WHAT IS EXPECTED:
In the listing below, the answer starts at the line that has "the combination. A" and stops after the line that has "filename crates/nodex-store/src/filter.rs"; please repeat that part exactly and nothing more.

DATA RECORDS:
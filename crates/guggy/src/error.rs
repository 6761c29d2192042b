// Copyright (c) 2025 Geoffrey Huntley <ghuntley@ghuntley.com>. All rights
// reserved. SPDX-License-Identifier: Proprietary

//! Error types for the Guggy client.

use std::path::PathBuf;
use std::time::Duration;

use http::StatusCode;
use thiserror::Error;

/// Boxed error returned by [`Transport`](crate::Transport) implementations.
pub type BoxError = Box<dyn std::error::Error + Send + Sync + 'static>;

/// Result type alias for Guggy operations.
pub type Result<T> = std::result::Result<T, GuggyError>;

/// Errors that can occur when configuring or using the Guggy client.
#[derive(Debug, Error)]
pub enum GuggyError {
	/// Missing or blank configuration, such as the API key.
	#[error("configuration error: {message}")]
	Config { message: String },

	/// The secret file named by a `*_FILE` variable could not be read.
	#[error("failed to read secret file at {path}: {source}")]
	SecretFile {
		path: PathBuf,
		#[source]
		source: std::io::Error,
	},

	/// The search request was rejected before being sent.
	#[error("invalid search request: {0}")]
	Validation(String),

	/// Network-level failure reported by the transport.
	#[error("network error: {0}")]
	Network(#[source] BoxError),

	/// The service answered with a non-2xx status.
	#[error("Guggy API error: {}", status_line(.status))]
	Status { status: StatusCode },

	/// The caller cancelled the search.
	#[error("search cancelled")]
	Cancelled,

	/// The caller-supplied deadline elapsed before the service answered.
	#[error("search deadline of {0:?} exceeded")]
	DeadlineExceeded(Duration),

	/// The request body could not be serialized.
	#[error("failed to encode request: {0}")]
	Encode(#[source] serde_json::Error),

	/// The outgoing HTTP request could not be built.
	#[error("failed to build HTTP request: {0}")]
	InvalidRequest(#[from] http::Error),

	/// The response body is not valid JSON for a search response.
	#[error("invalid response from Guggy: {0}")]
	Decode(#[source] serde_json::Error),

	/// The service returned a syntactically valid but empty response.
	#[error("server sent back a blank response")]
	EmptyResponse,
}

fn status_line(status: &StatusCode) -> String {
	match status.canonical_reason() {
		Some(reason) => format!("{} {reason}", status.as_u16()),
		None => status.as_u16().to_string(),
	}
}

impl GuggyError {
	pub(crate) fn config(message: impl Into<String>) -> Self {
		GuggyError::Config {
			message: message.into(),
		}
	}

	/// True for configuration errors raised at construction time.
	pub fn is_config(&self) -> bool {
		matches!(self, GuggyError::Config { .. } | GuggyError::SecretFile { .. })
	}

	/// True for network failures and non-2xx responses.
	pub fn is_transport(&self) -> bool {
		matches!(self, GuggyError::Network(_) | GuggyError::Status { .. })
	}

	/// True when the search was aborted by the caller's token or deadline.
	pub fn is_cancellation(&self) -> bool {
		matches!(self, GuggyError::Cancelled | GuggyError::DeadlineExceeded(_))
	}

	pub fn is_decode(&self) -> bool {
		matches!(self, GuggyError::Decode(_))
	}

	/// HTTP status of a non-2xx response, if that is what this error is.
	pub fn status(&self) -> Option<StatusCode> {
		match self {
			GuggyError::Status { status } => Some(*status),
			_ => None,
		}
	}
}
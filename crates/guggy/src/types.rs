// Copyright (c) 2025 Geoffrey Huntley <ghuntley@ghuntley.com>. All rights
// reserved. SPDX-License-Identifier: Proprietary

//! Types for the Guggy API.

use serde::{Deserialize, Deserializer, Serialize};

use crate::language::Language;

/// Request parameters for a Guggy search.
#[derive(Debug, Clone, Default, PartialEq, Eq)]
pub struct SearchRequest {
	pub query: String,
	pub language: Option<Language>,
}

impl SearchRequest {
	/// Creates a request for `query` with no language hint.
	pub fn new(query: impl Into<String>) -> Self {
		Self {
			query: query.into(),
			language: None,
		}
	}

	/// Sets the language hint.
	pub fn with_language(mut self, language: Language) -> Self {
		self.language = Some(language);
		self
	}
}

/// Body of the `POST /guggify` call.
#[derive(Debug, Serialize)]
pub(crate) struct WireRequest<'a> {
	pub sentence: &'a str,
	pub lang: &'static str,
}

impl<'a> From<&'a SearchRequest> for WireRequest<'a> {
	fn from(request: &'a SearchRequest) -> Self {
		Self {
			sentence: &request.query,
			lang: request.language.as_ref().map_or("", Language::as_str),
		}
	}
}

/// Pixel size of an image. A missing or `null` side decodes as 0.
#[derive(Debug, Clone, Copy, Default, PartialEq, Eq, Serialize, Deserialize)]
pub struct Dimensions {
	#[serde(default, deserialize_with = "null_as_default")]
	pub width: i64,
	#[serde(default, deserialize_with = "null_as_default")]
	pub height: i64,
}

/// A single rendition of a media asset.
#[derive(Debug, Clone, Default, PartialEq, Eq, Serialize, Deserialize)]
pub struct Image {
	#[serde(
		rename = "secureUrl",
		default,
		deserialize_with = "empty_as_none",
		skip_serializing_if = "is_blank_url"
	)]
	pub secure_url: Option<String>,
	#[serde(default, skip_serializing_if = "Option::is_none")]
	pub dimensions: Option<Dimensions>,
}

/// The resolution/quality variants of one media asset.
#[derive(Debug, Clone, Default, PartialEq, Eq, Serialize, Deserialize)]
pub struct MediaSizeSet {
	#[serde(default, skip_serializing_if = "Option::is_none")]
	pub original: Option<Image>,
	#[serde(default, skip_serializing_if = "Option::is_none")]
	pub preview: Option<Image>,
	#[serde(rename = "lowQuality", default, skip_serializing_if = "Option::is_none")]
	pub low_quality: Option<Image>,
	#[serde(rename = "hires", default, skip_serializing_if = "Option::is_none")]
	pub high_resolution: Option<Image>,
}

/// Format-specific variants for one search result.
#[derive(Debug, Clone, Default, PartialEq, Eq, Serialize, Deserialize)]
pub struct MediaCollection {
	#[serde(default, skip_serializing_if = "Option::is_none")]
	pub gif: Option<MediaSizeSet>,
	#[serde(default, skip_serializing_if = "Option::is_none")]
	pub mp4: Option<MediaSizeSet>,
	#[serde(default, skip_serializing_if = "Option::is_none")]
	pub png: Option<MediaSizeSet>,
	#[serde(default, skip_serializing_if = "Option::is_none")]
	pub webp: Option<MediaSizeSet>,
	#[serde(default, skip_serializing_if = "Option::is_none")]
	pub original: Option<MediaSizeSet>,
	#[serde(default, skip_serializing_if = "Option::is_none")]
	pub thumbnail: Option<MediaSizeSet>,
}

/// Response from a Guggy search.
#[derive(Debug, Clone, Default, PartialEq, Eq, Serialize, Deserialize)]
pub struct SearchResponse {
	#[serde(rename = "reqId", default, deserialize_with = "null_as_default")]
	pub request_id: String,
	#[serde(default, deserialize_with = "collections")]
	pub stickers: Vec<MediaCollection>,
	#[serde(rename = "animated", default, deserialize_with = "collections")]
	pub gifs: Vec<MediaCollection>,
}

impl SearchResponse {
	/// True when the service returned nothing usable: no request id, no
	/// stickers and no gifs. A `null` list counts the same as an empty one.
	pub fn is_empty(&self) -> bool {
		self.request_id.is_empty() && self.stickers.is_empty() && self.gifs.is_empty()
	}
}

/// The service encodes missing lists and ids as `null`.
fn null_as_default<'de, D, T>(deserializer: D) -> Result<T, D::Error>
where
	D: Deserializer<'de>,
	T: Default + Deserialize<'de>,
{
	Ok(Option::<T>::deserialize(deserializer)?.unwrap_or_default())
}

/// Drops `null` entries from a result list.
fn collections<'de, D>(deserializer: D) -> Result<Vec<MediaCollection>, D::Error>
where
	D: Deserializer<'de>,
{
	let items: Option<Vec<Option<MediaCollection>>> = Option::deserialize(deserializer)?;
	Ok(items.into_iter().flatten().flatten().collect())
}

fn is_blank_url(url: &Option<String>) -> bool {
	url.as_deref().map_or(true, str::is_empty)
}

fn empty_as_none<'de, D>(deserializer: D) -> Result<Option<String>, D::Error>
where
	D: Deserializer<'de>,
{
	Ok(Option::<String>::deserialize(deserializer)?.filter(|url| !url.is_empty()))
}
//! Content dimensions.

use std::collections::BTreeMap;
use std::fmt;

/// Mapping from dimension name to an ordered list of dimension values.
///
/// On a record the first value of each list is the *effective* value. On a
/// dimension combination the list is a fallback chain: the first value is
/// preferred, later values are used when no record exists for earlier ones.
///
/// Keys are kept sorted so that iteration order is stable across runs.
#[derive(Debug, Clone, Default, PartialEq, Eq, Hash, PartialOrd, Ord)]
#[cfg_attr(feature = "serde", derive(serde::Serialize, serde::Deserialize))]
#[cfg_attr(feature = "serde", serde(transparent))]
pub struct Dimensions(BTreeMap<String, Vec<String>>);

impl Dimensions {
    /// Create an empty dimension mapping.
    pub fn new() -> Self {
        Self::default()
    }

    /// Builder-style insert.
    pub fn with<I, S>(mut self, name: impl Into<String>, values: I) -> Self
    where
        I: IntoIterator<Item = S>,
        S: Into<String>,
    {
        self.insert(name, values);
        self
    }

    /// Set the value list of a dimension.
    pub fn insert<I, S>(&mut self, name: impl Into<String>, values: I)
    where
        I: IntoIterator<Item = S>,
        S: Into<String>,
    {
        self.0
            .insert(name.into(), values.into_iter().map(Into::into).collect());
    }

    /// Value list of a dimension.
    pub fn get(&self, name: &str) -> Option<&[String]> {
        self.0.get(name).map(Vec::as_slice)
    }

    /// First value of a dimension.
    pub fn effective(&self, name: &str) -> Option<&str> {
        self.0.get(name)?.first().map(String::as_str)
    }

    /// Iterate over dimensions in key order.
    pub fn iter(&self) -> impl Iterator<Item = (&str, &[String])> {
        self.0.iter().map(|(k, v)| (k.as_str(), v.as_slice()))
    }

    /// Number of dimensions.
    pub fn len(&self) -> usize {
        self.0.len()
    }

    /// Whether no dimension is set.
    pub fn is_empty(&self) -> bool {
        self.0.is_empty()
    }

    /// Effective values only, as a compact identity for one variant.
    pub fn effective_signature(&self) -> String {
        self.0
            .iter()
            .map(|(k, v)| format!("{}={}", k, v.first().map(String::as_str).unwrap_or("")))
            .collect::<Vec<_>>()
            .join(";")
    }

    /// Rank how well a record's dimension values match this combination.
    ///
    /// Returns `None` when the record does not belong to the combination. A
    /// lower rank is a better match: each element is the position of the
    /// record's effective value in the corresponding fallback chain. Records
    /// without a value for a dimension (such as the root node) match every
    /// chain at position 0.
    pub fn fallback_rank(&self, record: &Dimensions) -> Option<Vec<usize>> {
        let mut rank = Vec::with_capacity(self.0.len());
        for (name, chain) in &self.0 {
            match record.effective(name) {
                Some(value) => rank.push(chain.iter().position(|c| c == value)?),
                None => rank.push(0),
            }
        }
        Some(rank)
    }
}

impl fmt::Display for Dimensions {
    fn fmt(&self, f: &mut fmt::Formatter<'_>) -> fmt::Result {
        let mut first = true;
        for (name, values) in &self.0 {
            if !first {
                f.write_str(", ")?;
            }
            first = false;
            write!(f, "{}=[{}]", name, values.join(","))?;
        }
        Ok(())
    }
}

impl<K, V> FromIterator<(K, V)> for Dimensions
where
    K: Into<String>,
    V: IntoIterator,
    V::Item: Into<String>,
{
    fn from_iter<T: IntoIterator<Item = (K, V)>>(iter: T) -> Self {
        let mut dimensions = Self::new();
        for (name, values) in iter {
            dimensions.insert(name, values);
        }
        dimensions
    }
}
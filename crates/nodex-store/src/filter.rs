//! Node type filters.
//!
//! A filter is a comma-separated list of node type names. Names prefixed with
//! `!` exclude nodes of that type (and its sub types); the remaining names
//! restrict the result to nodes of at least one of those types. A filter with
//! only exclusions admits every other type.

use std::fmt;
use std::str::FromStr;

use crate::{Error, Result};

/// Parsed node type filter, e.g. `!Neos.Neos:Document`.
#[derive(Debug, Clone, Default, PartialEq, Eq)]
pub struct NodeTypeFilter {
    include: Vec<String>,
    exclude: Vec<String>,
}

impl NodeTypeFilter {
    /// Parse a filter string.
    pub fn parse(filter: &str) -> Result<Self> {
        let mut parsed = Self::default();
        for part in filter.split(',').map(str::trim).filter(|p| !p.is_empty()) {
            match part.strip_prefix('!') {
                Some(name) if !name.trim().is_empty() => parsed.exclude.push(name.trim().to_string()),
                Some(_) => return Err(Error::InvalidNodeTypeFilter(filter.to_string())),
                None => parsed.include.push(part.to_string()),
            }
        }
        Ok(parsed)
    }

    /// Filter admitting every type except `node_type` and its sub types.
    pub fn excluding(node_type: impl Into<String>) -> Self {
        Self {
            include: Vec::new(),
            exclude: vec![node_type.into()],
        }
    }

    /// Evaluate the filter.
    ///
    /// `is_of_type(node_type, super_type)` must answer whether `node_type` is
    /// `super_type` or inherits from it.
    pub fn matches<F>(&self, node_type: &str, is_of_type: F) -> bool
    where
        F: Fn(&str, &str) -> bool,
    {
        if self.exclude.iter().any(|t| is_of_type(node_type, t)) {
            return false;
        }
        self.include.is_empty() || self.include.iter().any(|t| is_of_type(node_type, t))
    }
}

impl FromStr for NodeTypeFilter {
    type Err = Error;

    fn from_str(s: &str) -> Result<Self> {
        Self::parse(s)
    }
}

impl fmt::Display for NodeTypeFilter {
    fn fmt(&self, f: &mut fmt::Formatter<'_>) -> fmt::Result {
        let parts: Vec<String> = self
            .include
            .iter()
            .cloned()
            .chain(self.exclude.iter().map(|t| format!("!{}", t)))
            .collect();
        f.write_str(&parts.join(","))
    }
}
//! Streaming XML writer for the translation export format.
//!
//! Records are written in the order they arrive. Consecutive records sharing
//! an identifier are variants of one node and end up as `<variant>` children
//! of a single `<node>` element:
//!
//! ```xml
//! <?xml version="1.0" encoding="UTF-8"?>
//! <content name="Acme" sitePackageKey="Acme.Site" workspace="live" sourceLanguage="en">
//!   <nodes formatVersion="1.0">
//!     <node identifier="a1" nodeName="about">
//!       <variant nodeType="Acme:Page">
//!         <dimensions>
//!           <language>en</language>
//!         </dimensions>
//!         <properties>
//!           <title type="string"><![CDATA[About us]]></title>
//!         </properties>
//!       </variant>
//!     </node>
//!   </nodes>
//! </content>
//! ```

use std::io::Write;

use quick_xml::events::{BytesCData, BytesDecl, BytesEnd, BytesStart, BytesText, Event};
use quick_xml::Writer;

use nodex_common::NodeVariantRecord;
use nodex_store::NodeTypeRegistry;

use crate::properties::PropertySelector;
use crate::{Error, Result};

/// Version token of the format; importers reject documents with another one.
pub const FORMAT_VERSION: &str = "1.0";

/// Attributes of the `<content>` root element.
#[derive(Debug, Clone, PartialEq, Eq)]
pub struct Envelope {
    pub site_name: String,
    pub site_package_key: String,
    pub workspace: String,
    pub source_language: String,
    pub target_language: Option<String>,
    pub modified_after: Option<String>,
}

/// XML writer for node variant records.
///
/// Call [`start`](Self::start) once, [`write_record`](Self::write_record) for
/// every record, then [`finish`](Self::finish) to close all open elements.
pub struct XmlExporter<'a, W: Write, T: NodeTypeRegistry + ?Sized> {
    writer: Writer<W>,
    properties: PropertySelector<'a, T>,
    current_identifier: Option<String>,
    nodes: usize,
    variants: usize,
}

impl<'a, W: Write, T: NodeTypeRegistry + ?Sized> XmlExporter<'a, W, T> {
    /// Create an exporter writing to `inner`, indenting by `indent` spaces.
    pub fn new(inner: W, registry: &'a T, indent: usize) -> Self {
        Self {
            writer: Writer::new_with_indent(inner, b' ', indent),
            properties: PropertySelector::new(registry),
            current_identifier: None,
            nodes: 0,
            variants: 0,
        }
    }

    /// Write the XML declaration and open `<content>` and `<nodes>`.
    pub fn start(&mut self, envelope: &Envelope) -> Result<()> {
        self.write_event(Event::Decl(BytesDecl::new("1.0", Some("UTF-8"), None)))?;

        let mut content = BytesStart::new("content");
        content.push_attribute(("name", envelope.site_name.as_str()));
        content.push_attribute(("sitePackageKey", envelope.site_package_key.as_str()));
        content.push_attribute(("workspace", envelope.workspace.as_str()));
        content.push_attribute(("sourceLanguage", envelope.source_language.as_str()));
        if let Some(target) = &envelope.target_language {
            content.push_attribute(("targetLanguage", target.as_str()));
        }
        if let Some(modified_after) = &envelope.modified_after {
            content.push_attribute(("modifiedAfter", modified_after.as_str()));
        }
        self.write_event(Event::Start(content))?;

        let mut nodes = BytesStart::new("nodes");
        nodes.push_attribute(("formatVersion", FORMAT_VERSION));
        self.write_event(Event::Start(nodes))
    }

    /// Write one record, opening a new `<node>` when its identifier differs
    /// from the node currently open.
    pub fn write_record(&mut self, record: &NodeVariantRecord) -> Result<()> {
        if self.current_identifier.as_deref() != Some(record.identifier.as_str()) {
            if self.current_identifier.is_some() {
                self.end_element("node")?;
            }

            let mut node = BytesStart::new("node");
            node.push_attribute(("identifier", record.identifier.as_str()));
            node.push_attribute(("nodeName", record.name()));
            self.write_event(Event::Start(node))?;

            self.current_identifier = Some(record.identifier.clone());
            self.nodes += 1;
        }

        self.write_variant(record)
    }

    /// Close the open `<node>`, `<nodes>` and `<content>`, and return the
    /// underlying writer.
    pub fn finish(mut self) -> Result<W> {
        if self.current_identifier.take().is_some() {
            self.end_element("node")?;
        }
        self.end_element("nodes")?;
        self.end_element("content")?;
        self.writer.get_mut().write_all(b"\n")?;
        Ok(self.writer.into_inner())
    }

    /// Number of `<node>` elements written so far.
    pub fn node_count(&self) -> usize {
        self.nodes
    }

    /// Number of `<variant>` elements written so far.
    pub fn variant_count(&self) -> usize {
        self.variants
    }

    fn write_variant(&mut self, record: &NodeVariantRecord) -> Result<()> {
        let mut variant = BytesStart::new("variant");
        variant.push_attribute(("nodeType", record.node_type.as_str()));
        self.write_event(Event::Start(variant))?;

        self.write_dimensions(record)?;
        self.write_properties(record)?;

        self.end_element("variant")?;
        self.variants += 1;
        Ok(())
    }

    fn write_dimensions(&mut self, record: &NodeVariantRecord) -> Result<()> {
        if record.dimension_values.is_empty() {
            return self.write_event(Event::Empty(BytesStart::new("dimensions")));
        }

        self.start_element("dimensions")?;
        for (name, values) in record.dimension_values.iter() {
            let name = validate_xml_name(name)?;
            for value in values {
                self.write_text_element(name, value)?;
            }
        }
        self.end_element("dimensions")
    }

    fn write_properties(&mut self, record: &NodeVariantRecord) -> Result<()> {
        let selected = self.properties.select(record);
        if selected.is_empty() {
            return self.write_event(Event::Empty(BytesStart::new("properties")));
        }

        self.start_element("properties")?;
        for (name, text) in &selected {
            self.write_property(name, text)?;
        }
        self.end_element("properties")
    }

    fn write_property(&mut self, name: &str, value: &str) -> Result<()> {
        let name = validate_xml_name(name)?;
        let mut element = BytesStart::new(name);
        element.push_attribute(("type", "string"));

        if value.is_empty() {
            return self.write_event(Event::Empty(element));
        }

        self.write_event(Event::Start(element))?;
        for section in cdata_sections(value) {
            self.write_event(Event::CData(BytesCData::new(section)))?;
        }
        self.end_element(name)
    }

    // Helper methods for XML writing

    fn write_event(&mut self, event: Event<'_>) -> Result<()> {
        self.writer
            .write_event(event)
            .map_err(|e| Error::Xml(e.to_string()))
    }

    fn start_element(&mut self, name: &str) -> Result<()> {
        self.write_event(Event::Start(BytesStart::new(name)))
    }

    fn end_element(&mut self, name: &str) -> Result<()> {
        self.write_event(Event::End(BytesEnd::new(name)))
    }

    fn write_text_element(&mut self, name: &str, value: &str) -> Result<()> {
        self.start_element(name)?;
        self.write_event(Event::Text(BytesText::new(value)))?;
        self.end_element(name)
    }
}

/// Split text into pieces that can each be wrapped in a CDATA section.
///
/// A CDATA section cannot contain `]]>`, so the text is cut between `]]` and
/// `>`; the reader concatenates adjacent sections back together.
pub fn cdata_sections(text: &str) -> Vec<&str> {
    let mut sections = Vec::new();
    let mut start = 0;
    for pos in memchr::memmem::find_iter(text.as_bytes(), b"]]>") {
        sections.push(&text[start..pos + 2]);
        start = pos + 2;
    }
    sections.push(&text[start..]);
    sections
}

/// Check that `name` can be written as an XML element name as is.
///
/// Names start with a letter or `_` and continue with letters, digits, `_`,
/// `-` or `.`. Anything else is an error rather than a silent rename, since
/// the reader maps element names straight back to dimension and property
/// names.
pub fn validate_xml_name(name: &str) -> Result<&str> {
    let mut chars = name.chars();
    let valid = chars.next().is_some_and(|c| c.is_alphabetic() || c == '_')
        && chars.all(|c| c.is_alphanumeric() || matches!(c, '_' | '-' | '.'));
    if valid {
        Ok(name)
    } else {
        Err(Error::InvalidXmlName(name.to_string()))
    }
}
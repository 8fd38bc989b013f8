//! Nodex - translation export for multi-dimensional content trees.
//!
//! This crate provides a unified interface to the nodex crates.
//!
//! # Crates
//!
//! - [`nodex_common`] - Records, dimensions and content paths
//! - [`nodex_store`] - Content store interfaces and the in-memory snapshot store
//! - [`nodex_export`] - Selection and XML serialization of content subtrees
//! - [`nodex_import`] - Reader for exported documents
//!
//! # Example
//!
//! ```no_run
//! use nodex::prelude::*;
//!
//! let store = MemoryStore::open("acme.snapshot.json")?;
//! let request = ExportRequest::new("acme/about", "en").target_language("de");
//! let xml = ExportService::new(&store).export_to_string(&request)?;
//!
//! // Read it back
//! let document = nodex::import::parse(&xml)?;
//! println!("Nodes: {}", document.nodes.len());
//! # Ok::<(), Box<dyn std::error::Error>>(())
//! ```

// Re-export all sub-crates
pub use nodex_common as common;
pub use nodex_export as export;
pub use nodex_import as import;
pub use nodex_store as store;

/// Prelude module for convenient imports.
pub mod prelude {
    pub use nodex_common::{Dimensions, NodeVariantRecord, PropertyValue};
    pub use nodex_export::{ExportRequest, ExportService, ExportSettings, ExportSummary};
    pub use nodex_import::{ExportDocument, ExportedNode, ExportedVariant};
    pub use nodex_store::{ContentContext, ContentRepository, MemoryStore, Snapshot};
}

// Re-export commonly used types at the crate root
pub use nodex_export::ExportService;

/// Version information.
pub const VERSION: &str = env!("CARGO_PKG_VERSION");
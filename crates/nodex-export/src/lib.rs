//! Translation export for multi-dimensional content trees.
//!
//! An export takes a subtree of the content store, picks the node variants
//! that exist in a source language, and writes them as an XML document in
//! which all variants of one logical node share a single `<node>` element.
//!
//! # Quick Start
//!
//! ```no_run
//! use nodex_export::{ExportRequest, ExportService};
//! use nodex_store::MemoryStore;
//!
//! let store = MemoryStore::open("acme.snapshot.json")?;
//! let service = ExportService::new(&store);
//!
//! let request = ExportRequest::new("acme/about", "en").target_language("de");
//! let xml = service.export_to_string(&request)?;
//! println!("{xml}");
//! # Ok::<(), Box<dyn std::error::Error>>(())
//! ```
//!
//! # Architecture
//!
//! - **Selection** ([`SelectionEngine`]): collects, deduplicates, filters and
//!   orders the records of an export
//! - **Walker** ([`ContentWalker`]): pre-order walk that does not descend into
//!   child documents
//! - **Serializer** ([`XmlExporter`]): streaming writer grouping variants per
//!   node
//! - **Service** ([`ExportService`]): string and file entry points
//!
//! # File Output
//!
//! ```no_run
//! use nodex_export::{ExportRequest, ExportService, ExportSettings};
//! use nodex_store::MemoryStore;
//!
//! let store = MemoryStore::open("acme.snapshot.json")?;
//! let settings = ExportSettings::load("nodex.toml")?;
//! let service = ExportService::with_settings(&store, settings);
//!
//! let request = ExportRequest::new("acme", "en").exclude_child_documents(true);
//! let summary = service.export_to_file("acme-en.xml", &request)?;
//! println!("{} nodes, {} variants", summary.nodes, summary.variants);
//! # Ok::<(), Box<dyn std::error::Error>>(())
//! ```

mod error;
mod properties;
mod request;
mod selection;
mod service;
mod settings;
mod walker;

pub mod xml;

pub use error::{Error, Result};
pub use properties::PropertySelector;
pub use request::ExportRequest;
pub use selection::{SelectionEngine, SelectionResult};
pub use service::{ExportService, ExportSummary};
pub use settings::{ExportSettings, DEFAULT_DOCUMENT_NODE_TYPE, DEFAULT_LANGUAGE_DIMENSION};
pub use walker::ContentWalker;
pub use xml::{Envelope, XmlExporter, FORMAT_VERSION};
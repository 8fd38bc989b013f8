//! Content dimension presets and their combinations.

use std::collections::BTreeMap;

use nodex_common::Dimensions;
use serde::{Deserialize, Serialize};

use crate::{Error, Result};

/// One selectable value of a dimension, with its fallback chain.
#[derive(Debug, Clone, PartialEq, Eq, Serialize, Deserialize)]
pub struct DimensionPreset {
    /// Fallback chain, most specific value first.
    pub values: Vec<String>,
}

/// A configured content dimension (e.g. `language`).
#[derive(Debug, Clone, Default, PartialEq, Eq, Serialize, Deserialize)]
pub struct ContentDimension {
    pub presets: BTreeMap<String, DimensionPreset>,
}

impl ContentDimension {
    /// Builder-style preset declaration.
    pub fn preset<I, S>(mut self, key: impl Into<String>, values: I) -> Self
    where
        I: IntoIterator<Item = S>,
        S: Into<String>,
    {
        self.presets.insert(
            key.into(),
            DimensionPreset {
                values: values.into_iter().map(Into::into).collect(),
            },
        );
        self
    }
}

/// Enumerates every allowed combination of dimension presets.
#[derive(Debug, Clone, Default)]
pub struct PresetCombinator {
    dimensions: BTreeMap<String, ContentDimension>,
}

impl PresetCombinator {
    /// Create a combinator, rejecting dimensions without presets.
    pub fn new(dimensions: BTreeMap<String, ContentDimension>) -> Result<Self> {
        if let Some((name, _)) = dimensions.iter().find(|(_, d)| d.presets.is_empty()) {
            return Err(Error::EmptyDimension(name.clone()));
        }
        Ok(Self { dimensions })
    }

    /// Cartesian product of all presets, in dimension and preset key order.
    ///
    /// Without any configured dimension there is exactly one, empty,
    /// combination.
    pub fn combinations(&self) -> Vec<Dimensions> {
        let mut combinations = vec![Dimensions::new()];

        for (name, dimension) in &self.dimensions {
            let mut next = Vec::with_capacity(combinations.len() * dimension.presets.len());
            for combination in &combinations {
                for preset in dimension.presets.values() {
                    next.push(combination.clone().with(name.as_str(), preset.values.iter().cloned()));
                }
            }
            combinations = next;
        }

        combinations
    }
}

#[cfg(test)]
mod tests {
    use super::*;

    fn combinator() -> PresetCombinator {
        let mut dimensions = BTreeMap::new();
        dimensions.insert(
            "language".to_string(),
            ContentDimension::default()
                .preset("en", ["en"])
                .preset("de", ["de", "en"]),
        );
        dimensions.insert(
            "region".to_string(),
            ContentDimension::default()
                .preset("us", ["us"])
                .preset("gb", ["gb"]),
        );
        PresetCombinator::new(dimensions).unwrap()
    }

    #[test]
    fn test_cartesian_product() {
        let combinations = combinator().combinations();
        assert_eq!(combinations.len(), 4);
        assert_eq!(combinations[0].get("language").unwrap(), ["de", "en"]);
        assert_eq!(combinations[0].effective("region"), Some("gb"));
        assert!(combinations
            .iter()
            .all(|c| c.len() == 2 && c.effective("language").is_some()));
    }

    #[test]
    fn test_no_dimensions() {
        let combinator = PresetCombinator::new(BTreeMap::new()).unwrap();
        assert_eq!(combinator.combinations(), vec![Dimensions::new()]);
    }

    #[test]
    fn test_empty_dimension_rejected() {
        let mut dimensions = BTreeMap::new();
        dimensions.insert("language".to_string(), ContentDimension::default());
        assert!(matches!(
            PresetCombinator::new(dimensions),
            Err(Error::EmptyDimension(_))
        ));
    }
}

REPLY:
    /// Returns `None` when the record does not belong to the combination. A
    /// lower rank is a better match: each element is the position of the
    /// record's effective value in the corresponding fallback chain. Records
    /// without a value for a dimension (such as the root node) match every
    /// chain at position 0.
    pub fn fallback_rank(&self, record: &Dimensions) -> Option<Vec<usize>> {
        let mut rank = Vec::with_capacity(self.0.len());
        for (name, chain) in &self.0 {
            match record.effective(name) {
                Some(value) => rank.push(chain.iter().position(|c| c == value)?),
                None => rank.push(0),
            }
        }
        Some(rank)
    }
}

impl fmt::Display for Dimensions {
    fn fmt(&self, f: &mut fmt::Formatter<'_>) -> fmt::Result {
        let mut first = true;
        for (name, values) in &self.0 {
            if !first {
                f.write_str(", ")?;
            }
            first = false;
            write!(f, "{}=[{}]", name, values.join(","))?;
        }
        Ok(())
    }
}

impl<K, V> FromIterator<(K, V)> for Dimensions
where
    K: Into<String>,
    V: IntoIterator,
    V::Item: Into<String>,
{
    fn from_iter<T: IntoIterator<Item = (K, V)>>(iter: T) -> Self {
        let mut dimensions = Self::new();
        for (name, values) in iter {
            dimensions.insert(name, values);
        }
        dimensions
    }
}
filename crates/nodex-store/src/filter.rs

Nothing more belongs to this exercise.